Cependant, il n’est pas encore trop tard, dit-il, puisque «la biodiversité peut se rétablir rapidement», par rapport par exemple au temps qu’il faut pour inverser les effets du changement climatique.

Ce rapport coïncide avec les négociations en cours pour établir un nouveau plan d’action jusqu’en 2030.

Le calendrier a été modifié par la crise du COVID-19 et la 15e réunion de la Convention des Nations Unies sur la diversité biologique (COP15), qui devait se tenir en octobre en Chine, a été reportée à 2021.

Le congrès mondial de l’Union internationale pour la conservation de la nature (UICN) à Marseille, en France, reporté de juin 2020 à janvier 2021, pourrait être à nouveau reporté.

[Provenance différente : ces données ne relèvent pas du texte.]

use crate::error::{EtlError, UserFriendlyError};
use crate::loader::RunReport;
use crate::record::Record;
use console::{style, Emoji, Term};
use std::time::Duration;

#[derive(Debug, Clone, Copy, PartialEq)]
pub enum OutputMode {
    Human,
    Json,
    Plain,
}

static CHECKMARK: Emoji = Emoji("✅ ", "✓ ");
static CROSS: Emoji = Emoji("❌ ", "✗ ");
static INFO: Emoji = Emoji("ℹ️  ", "i ");
static WARNING: Emoji = Emoji("⚠️  ", "! ");

/// Console message kinds, ordered by how much verbosity they need.
#[derive(Debug, Clone, Copy, PartialEq)]
enum Level {
    Error,
    Warning,
    Success,
    Step,
    Info,
    Debug,
}

impl Level {
    fn min_verbosity(self) -> u8 {
        match self {
            Level::Error | Level::Warning | Level::Success | Level::Step => 0,
            Level::Info => 1,
            Level::Debug => 2,
        }
    }

    fn tag(self) -> &'static str {
        match self {
            Level::Error => "error",
            Level::Warning => "warning",
            Level::Success => "success",
            Level::Step => "step",
            Level::Info => "info",
            Level::Debug => "debug",
        }
    }
}

/// Everything the binary prints to the console goes through here.
pub struct OutputFormatter {
    mode: OutputMode,
    use_colors: bool,
    verbose_level: u8,
    quiet: bool,
}

impl OutputFormatter {
    pub fn new(mode: OutputMode, verbose: u8, quiet: bool) -> Self {
        let use_colors = mode == OutputMode::Human
            && !quiet
            && Term::stdout().features().colors_supported();

        Self {
            mode,
            use_colors,
            verbose_level: if quiet { 0 } else { verbose },
            quiet,
        }
    }

    pub fn success(&self, message: &str) {
        self.emit(Level::Success, message);
    }

    /// Errors are shown even in quiet mode.
    pub fn error(&self, message: &str) {
        self.emit(Level::Error, message);
    }

    pub fn warning(&self, message: &str) {
        self.emit(Level::Warning, message);
    }

    pub fn info(&self, message: &str) {
        self.emit(Level::Info, message);
    }

    pub fn debug(&self, message: &str) {
        self.emit(Level::Debug, message);
    }

    /// Announce the phase of the run that is about to start.
    pub fn step(&self, message: &str) {
        self.emit(Level::Step, message);
    }

    pub fn print_user_friendly_error(&self, error: &EtlError) {
        self.error(&error.user_message());

        let Some(suggestion) = error.suggestion() else {
            return;
        };
        match self.mode {
            OutputMode::Json => self.print_json(serde_json::json!({
                "type": "suggestion",
                "message": suggestion
            })),
            OutputMode::Plain => eprintln!("SUGGESTION: {}", suggestion),
            OutputMode::Human if self.use_colors => eprintln!(
                "\n{}{}",
                INFO,
                style(format!("Suggestion: {}", suggestion)).cyan()
            ),
            OutputMode::Human => eprintln!("\nSuggestion: {}", suggestion),
        }
    }

    /// Print the transformed records as a table.
    pub fn print_records(&self, title: &str, records: &[Record]) {
        if self.quiet {
            return;
        }

        match self.mode {
            OutputMode::Json => self.print_json(serde_json::json!({
                "type": "records",
                "title": title,
                "records": records
            })),
            _ => print!("{}\n{}", title, render_table(records)),
        }
    }

    pub fn print_run_report(&self, report: &RunReport) {
        if self.quiet {
            return;
        }

        match self.mode {
            OutputMode::Human => self.print_human_report(report),
            OutputMode::Json => {
                let json_output =
                    serde_json::to_string_pretty(report).unwrap_or_else(|_| "{}".to_string());
                println!("{}", json_output);
            }
            OutputMode::Plain => {
                println!("COMPLETED: ETL job");
                println!("Sources: {}", report.sources.len());
                println!("Records extracted: {}", report.records_extracted);
                println!("Records loaded: {}", report.records_loaded);
                println!("Output: {}", report.output_file.display());
                println!("Duration: {}", format_duration(report.duration));
                if !report.is_clean() {
                    println!("Skipped: {}", report.skipped.len());
                }
            }
        }
    }

    pub fn print_header(&self, title: &str) {
        if self.quiet {
            return;
        }

        match self.mode {
            OutputMode::Json => self.print_json(serde_json::json!({
                "type": "header",
                "title": title
            })),
            OutputMode::Human if self.use_colors => {
                println!("\n{}\n", style(title).bold().cyan())
            }
            _ => println!("=== {} ===", title),
        }
    }

    pub fn print_separator(&self) {
        if self.quiet || self.mode == OutputMode::Json {
            return;
        }

        if self.use_colors {
            println!("{}", style("─".repeat(60)).dim());
        } else {
            println!("{}", "-".repeat(60));
        }
    }

    fn should_show(&self, level: Level) -> bool {
        level == Level::Error || (!self.quiet && self.verbose_level >= level.min_verbosity())
    }

    fn emit(&self, level: Level, message: &str) {
        if !self.should_show(level) {
            return;
        }

        match self.mode {
            OutputMode::Json => self.print_json(serde_json::json!({
                "type": "message",
                "level": level.tag(),
                "message": message,
                "timestamp": chrono::Utc::now().to_rfc3339()
            })),
            OutputMode::Plain if level == Level::Error => eprintln!("ERROR: {}", message),
            OutputMode::Plain => println!("{}: {}", level.tag().to_uppercase(), message),
            OutputMode::Human => self.emit_human(level, message),
        }
    }

    fn emit_human(&self, level: Level, message: &str) {
        let line = if self.use_colors {
            match level {
                Level::Error => format!("{}{}", CROSS, style(message).red().bold()),
                Level::Warning => format!("{}{}", WARNING, style(message).yellow().bold()),
                Level::Success => format!("{}{}", CHECKMARK, style(message).green().bold()),
                Level::Step => format!("{}", style(message).bold()),
                Level::Info => format!("{}{}", INFO, style(message).cyan()),
                Level::Debug => format!("  {}", style(message).dim()),
            }
        } else {
            let prefix = match level {
                Level::Error => "✗",
                Level::Warning => "!",
                Level::Success => "✓",
                Level::Step => ">",
                Level::Info => "i",
                Level::Debug => "  DEBUG:",
            };
            format!("{} {}", prefix, message)
        };

        if level == Level::Error {
            eprintln!("{}", line);
        } else {
            println!("{}", line);
        }
    }

    fn print_json(&self, value: serde_json::Value) {
        println!(
            "{}",
            serde_json::to_string(&value).unwrap_or_else(|_| "{}".to_string())
        );
    }

    fn print_human_report(&self, report: &RunReport) {
        self.print_separator();

        let headline = if report.is_clean() {
            "ETL job completed"
        } else {
            "ETL job completed with skipped sources"
        };
        self.success(headline);

        let value = |v: String| {
            if self.use_colors {
                style(v).cyan().bold().to_string()
            } else {
                v
            }
        };
        println!();
        println!("  Sources read:    {}", value(report.sources.len().to_string()));
        println!("  Records loaded:  {}", value(report.records_loaded.to_string()));
        println!("  Output file:     {}", value(report.output_file.display().to_string()));
        println!("  Time taken:      {}", value(format_duration(report.duration)));

        if !report.sources.is_empty() {
            println!("\nRecords by source:");
            for source in &report.sources {
                println!("  {} ({}): {}", source.path, source.format, source.records);
            }
        }

        if !report.is_clean() {
            println!("\nSkipped sources:");
            for skipped in &report.skipped {
                println!("  - {}", skipped);
            }
        }

        self.print_separator();
    }
}

/// Index column plus the three record fields, right-aligned like a dataframe dump.
fn render_table(records: &[Record]) -> String {
    let rows: Vec<[String; 4]> = records
        .iter()
        .enumerate()
        .map(|(i, r)| {
            [
                i.to_string(),
                r.name.clone(),
                format!("{:.2}", r.height),
                format!("{:.2}", r.weight),
            ]
        })
        .collect();

    let header = ["", "name", "height", "weight"];
    let mut widths = header.map(str::len);
    for row in &rows {
        for (width, cell) in widths.iter_mut().zip(row) {
            *width = (*width).max(cell.chars().count());
        }
    }

    let mut table = String::new();
    let mut push_row = |cells: [&str; 4]| {
        let line: Vec<String> = cells
            .iter()
            .zip(widths)
            .map(|(cell, width)| format!("{:>width$}", cell, width = width))
            .collect();
        table.push_str(line.join("  ").trim_end());
        table.push('\n');
    };

    push_row(header);
    for row in &rows {
        push_row([row[0].as_str(), row[1].as_str(), row[2].as_str(), row[3].as_str()]);
    }

    if records.is_empty() {
        table.push_str("(no records)\n");
    }

    table
}

pub(crate) fn format_duration(duration: Duration) -> String {
    let secs = duration.as_secs();
    if secs >= 60 {
        format!("{}m {}s", secs / 60, secs % 60)
    } else if secs > 0 {
        format!("{}s", secs)
    } else {
        format!("{}ms", duration.as_millis())
    }
}
//! # Error Types

/// Errors from bpe-profiles operations.
#[derive(Debug, thiserror::Error)]
pub enum BpeProfilesError {
    /// The name is not one of the canonical encoding profiles.
    #[error("unknown encoding: {0}")]
    UnknownEncoding(String),

    /// The model identifier matches neither the exact nor the prefix tables.
    #[error("unknown model: {0}")]
    UnknownModel(String),

    /// The vocabulary is empty, inconsistent, or its locator is not recognized.
    #[error("invalid vocabulary: {0}")]
    InvalidVocabulary(String),

    /// I/O error.
    #[error(transparent)]
    Io(#[from] std::io::Error),

    /// Network fetch or download failure.
    #[error("fetch failed: {0}")]
    Fetch(String),

    /// Parse error (base64, integer, binary snapshot, etc.)
    #[error("parse error: {0}")]
    Parse(String),
}

/// Result type for bpe-profiles operations.
pub type BPResult<T> = core::result::Result<T, BpeProfilesError>;
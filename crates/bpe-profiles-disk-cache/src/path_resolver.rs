//! # Cache and Data Directory Resolution

use std::{
    env,
    path::{Path, PathBuf},
};

use directories_next::ProjectDirs;

/// The kinds of directory a [`PathResolver`] resolves.
#[derive(Debug, Clone, Copy, PartialEq, Eq)]
pub enum DirKind {
    /// Re-downloadable files; downloads land here.
    Cache,

    /// Files the user produced; snapshot directories live here.
    Data,
}

/// Static configuration for application path resolution.
pub struct PathResolver {
    /// The qualifier for [`ProjectDirs`].
    pub qualifier: &'static str,

    /// The organization for [`ProjectDirs`].
    pub organization: &'static str,

    /// The application for [`ProjectDirs`].
    pub application: &'static str,

    /// Cache directory override variables, highest priority first.
    pub cache_env_vars: &'static [&'static str],

    /// Data directory override variables, highest priority first.
    pub data_env_vars: &'static [&'static str],
}

impl PathResolver {
    /// Get the [`ProjectDirs`] for this config.
    pub fn project_dirs(&self) -> Option<ProjectDirs> {
        ProjectDirs::from(self.qualifier, self.organization, self.application)
    }

    /// The override variables for `kind`.
    pub fn env_vars(
        &self,
        kind: DirKind,
    ) -> &'static [&'static str] {
        match kind {
            DirKind::Cache => self.cache_env_vars,
            DirKind::Data => self.data_env_vars,
        }
    }

    /// The platform default for `kind`, ignoring overrides.
    pub fn default_dir(
        &self,
        kind: DirKind,
    ) -> Option<PathBuf> {
        let pds = self.project_dirs()?;
        Some(match kind {
            DirKind::Cache => pds.cache_dir().to_path_buf(),
            DirKind::Data => pds.data_dir().to_path_buf(),
        })
    }

    /// Resolve a directory.
    ///
    /// Resolution Order:
    /// 1. `path`, if present.
    /// 2. the first non-empty ``env[$VAR]`` of [`PathResolver::env_vars`].
    /// 3. [`PathResolver::default_dir`], if present.
    pub fn resolve_dir<P: AsRef<Path>>(
        &self,
        kind: DirKind,
        path: Option<P>,
    ) -> Option<PathBuf> {
        if let Some(path) = path {
            return Some(path.as_ref().to_path_buf());
        }

        let from_env = self.env_vars(kind).iter().find_map(|var| {
            env::var_os(var)
                .filter(|v| !v.is_empty())
                .map(|v| (var, PathBuf::from(v)))
        });
        if let Some((var, dir)) = from_env {
            log::debug!("{kind:?} dir from ${var}: {}", dir.display());
            return Some(dir);
        }

        self.default_dir(kind)
    }

    /// [`PathResolver::resolve_dir`] for [`DirKind::Cache`].
    pub fn resolve_cache_dir<P: AsRef<Path>>(
        &self,
        path: Option<P>,
    ) -> Option<PathBuf> {
        self.resolve_dir(DirKind::Cache, path)
    }

    /// [`PathResolver::resolve_dir`] for [`DirKind::Data`].
    pub fn resolve_data_dir<P: AsRef<Path>>(
        &self,
        path: Option<P>,
    ) -> Option<PathBuf> {
        self.resolve_dir(DirKind::Data, path)
    }
}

Bien que la pandémie ait causé ce ralentissement, elle a également conduit “de nombreuses personnes à prendre conscience que quelque chose ne va pas dans la relation entre nous et le reste de la nature”, déclare l’auteur principal du rapport.

“Nous aurons de nouveaux objectifs”, ajoute Cooper à propos des négociations, non sans avertissement: “Mais ceux-ci n’ont jamais posé de problème, mais leur réalisation” et “il faudra sûrement plus de ressources”.